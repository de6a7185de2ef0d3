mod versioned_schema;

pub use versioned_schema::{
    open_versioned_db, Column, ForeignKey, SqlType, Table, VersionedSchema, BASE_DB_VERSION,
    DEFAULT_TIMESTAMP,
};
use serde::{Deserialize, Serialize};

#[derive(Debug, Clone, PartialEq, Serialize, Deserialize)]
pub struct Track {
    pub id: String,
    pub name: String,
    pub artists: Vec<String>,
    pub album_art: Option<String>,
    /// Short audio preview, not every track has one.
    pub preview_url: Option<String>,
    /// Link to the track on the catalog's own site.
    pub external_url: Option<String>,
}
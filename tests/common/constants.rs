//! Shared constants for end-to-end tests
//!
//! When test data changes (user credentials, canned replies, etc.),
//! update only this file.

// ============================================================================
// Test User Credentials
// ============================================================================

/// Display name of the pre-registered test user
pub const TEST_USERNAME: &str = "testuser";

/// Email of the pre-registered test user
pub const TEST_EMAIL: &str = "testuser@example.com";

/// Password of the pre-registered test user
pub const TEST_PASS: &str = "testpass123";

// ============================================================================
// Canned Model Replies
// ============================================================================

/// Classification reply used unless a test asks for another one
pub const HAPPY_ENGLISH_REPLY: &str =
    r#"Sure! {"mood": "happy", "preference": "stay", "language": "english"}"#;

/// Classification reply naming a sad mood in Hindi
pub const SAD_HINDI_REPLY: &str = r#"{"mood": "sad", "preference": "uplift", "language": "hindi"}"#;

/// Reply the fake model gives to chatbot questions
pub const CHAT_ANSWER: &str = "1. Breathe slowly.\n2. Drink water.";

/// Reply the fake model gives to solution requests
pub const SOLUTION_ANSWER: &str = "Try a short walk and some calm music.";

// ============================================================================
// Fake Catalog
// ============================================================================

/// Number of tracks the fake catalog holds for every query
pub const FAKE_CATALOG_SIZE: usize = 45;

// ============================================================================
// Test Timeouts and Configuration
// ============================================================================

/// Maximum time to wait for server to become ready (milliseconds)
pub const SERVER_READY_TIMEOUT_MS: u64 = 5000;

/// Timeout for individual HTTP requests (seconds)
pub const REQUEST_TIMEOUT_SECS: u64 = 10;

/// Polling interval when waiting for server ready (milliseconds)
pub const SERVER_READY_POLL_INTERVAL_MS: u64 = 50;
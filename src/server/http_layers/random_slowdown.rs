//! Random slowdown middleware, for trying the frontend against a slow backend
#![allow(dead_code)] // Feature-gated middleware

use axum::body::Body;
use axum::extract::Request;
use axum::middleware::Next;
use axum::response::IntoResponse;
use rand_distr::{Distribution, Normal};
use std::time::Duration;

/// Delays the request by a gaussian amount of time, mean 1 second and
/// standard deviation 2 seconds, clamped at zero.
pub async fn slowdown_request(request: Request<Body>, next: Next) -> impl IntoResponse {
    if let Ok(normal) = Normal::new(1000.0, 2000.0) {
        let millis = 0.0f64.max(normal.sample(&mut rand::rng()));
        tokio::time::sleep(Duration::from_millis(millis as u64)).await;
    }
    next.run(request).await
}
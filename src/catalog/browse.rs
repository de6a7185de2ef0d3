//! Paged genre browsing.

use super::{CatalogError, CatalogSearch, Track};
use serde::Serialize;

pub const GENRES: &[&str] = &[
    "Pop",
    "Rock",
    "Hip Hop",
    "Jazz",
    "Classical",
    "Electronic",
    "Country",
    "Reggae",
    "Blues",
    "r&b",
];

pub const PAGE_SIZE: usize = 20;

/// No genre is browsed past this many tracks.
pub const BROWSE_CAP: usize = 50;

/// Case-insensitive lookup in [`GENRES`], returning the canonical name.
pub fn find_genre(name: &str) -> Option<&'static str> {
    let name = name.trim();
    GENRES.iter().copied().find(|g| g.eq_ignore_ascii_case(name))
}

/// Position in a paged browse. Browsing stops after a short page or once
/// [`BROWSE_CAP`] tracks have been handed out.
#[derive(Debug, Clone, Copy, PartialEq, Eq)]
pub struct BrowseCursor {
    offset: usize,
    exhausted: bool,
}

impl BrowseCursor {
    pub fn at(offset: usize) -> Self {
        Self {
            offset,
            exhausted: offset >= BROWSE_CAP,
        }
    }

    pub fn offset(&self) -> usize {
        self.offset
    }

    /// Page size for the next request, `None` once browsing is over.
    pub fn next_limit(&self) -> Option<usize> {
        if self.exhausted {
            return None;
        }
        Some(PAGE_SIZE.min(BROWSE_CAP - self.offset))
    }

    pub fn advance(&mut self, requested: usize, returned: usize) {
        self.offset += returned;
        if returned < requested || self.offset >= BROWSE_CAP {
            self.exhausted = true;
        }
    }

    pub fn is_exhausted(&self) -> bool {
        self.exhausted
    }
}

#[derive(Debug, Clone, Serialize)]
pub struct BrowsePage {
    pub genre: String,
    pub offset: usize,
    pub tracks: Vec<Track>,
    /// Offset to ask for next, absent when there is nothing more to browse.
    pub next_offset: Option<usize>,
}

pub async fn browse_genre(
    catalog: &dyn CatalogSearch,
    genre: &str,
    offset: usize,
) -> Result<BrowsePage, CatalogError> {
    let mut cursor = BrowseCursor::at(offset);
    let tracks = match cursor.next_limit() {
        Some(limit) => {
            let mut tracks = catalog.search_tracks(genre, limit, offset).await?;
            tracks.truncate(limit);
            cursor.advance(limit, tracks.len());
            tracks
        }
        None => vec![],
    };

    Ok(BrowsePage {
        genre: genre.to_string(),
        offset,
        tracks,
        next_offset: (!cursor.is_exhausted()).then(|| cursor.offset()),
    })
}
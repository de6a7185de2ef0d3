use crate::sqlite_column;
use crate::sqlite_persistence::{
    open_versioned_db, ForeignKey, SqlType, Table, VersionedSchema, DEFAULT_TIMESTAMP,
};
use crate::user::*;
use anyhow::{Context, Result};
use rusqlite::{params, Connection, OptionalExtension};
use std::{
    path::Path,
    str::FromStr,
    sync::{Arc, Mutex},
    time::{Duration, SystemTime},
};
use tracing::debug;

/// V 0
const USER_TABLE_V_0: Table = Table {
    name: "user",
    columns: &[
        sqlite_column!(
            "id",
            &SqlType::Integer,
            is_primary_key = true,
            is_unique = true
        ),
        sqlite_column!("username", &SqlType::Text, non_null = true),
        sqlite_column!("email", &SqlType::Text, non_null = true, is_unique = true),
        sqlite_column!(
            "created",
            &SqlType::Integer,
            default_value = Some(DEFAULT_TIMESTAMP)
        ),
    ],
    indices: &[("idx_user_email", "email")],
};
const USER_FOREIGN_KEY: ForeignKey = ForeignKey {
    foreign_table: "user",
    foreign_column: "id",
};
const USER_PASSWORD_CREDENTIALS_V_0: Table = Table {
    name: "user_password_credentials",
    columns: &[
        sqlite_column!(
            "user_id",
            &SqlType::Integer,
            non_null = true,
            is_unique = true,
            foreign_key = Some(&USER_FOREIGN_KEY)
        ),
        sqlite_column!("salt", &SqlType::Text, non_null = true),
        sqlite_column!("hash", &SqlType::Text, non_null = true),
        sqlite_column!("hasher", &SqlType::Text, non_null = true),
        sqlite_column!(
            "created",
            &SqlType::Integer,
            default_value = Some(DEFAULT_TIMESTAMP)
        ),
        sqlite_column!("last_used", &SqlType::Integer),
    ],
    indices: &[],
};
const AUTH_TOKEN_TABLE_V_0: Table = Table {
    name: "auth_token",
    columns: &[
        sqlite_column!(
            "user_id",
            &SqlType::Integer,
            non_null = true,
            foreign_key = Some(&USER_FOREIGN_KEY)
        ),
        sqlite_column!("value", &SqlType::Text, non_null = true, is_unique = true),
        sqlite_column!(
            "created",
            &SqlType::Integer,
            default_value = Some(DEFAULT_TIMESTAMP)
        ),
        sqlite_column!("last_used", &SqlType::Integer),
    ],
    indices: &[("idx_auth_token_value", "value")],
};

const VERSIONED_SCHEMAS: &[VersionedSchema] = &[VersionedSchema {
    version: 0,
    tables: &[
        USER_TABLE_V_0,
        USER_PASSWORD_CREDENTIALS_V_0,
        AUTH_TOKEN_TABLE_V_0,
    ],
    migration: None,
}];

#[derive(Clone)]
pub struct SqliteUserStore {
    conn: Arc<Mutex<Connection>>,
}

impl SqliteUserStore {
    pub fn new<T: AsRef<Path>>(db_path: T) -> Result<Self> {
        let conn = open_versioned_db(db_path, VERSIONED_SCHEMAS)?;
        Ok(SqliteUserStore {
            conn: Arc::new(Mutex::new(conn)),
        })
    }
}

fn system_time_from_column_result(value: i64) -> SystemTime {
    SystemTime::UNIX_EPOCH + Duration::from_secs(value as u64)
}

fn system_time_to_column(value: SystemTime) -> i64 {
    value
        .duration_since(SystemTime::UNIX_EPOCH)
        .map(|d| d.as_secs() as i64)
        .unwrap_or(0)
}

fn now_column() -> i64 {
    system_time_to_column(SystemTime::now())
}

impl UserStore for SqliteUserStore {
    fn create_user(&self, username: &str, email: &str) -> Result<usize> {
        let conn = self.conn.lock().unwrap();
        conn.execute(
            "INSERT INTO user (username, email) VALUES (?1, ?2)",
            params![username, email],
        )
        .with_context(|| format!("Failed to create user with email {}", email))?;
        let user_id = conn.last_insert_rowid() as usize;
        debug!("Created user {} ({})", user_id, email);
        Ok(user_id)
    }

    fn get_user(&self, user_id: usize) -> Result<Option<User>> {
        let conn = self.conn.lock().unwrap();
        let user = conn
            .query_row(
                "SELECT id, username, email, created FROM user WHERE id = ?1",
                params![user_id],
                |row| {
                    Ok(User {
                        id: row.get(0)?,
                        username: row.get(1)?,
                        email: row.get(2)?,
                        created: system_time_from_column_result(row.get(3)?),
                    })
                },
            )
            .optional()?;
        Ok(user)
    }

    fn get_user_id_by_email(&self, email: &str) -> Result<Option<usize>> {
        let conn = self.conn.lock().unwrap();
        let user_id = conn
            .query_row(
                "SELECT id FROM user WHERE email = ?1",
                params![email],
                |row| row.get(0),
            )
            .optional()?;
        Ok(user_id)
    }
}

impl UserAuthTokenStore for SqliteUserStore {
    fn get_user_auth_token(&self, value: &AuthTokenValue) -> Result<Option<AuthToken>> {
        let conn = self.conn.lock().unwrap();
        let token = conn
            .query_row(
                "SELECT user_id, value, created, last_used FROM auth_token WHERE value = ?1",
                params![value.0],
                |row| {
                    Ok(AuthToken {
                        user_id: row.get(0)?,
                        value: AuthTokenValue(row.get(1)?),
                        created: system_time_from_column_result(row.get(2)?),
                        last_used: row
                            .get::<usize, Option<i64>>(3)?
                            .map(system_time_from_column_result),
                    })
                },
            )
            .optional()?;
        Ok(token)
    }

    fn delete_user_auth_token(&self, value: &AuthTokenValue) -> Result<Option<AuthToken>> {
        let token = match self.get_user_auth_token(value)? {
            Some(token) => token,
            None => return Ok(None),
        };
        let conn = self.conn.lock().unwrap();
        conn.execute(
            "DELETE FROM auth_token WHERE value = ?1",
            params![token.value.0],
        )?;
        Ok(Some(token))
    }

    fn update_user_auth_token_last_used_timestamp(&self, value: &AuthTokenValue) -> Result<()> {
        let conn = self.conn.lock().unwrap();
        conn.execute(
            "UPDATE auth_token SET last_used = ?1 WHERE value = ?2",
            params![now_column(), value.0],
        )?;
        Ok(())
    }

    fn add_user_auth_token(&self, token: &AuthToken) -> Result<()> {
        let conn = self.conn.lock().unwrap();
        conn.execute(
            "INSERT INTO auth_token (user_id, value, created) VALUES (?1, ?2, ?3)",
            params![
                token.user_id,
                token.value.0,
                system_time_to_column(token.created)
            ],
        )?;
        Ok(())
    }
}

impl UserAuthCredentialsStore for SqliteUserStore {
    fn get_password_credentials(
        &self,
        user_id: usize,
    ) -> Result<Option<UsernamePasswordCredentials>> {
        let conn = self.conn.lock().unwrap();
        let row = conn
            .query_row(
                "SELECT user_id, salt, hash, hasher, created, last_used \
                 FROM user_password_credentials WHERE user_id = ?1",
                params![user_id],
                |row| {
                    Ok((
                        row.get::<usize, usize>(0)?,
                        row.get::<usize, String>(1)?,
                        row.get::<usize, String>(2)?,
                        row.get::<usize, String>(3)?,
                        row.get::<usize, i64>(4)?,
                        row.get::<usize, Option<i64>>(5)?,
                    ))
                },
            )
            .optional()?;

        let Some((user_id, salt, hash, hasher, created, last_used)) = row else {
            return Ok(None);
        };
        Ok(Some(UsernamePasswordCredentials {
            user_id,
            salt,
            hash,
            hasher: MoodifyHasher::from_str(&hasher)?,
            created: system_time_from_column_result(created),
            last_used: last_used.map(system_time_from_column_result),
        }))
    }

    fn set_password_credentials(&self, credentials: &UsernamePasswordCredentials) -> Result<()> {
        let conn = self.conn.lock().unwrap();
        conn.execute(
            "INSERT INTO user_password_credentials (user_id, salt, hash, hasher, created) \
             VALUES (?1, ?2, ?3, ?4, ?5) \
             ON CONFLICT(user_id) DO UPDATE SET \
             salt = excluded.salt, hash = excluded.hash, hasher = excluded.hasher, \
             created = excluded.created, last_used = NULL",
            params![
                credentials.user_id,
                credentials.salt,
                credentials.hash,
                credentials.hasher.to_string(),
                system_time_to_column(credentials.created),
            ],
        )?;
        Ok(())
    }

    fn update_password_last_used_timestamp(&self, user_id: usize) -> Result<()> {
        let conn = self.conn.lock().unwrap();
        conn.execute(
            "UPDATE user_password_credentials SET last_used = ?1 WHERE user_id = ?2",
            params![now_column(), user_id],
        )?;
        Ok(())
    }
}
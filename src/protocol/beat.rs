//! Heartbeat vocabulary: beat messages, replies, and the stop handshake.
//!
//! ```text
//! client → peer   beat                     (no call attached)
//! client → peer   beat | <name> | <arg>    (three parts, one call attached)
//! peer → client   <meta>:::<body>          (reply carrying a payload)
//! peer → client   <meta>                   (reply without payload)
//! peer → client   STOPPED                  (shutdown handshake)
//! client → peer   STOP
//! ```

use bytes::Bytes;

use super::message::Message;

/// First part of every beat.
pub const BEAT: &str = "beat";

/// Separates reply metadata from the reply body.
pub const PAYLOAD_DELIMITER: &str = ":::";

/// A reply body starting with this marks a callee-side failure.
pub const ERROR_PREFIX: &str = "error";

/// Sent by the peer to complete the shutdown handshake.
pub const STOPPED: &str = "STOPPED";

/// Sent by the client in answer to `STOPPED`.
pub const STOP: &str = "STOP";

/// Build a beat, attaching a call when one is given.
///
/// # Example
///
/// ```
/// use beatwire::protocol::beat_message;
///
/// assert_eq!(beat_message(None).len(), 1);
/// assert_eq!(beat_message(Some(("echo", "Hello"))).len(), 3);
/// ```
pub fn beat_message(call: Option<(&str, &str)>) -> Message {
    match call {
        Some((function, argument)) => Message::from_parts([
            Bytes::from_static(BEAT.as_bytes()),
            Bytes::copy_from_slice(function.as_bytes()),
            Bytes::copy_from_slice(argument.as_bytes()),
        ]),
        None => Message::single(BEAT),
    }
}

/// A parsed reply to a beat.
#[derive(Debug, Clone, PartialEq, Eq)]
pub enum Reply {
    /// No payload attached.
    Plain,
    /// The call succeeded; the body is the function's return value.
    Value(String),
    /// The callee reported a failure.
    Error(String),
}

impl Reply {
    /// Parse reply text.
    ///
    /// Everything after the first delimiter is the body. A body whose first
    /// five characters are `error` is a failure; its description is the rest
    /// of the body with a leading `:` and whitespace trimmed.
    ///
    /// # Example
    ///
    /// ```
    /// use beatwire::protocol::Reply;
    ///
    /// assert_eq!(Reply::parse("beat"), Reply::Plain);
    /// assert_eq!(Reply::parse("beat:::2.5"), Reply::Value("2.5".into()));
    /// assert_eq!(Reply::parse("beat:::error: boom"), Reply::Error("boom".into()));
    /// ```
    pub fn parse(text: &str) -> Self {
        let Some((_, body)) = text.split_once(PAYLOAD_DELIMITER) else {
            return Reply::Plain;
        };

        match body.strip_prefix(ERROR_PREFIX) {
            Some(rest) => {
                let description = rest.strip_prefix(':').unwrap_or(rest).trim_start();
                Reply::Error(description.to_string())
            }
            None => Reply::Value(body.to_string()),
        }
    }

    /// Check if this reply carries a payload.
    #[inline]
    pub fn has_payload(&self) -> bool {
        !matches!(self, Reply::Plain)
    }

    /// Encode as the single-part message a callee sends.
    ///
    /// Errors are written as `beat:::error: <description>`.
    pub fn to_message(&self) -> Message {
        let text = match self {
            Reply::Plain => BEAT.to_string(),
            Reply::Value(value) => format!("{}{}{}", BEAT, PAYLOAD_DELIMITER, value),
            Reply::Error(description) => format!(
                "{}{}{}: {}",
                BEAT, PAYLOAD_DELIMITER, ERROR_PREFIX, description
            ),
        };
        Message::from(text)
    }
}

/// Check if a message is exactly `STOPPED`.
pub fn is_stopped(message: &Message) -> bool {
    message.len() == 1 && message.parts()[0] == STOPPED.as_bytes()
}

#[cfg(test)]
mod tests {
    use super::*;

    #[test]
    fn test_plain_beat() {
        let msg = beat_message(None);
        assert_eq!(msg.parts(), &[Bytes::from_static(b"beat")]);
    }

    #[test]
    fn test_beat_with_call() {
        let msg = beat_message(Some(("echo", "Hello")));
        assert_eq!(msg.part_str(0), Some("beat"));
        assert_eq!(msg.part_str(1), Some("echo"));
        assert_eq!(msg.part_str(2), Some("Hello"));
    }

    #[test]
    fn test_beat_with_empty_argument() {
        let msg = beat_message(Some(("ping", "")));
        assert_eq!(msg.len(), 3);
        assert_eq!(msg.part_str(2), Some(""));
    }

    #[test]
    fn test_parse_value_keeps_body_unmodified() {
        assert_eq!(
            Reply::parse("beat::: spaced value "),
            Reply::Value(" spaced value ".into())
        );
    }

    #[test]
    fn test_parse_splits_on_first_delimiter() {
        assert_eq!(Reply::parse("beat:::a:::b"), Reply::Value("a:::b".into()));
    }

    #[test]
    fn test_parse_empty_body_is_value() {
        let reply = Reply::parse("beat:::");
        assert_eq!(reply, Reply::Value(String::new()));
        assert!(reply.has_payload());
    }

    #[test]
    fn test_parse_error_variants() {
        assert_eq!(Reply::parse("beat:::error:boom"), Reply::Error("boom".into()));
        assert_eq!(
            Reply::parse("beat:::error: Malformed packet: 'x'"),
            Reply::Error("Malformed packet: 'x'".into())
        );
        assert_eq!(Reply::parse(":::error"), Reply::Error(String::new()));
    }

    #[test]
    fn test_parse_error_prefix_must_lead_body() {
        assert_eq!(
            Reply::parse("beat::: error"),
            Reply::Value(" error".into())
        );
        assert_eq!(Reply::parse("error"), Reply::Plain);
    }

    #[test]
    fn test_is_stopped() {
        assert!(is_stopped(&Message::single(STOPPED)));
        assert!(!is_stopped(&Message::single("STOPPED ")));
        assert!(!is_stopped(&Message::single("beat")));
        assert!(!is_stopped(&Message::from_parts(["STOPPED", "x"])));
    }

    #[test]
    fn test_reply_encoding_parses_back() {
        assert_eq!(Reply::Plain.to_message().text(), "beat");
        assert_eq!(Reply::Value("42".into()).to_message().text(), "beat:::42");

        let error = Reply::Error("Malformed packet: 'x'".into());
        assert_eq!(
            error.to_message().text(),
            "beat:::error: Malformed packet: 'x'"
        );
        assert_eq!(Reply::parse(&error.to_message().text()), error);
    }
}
# # # # #
§ Task goal
Among the lines above, find the one with "pub struct BrowseCursor" and the one with "use crate::sqlite_column;". Quote both and everything between them, exactly.

§ Task answer
pub struct BrowseCursor {
    offset: usize,
    exhausted: bool,
}

impl BrowseCursor {
    pub fn at(offset: usize) -> Self {
        Self {
            offset,
            exhausted: offset >= BROWSE_CAP,
        }
    }

    pub fn offset(&self) -> usize {
        self.offset
    }

    /// Page size for the next request, `None` once browsing is over.
    pub fn next_limit(&self) -> Option<usize> {
        if self.exhausted {
            return None;
        }
        Some(PAGE_SIZE.min(BROWSE_CAP - self.offset))
    }

    pub fn advance(&mut self, requested: usize, returned: usize) {
        self.offset += returned;
        if returned < requested || self.offset >= BROWSE_CAP {
            self.exhausted = true;
        }
    }

    pub fn is_exhausted(&self) -> bool {
        self.exhausted
    }
}

#[derive(Debug, Clone, Serialize)]
pub struct BrowsePage {
    pub genre: String,
    pub offset: usize,
    pub tracks: Vec<Track>,
    /// Offset to ask for next, absent when there is nothing more to browse.
    pub next_offset: Option<usize>,
}

pub async fn browse_genre(
    catalog: &dyn CatalogSearch,
    genre: &str,
    offset: usize,
) -> Result<BrowsePage, CatalogError> {
    let mut cursor = BrowseCursor::at(offset);
    let tracks = match cursor.next_limit() {
        Some(limit) => {
            let mut tracks = catalog.search_tracks(genre, limit, offset).await?;
            tracks.truncate(limit);
            cursor.advance(limit, tracks.len());
            tracks
        }
        None => vec![],
    };

    Ok(BrowsePage {
        genre: genre.to_string(),
        offset,
        tracks,
        next_offset: (!cursor.is_exhausted()).then(|| cursor.offset()),
    })
}
repository de6a7185de2ef0d3
use crate::sqlite_column;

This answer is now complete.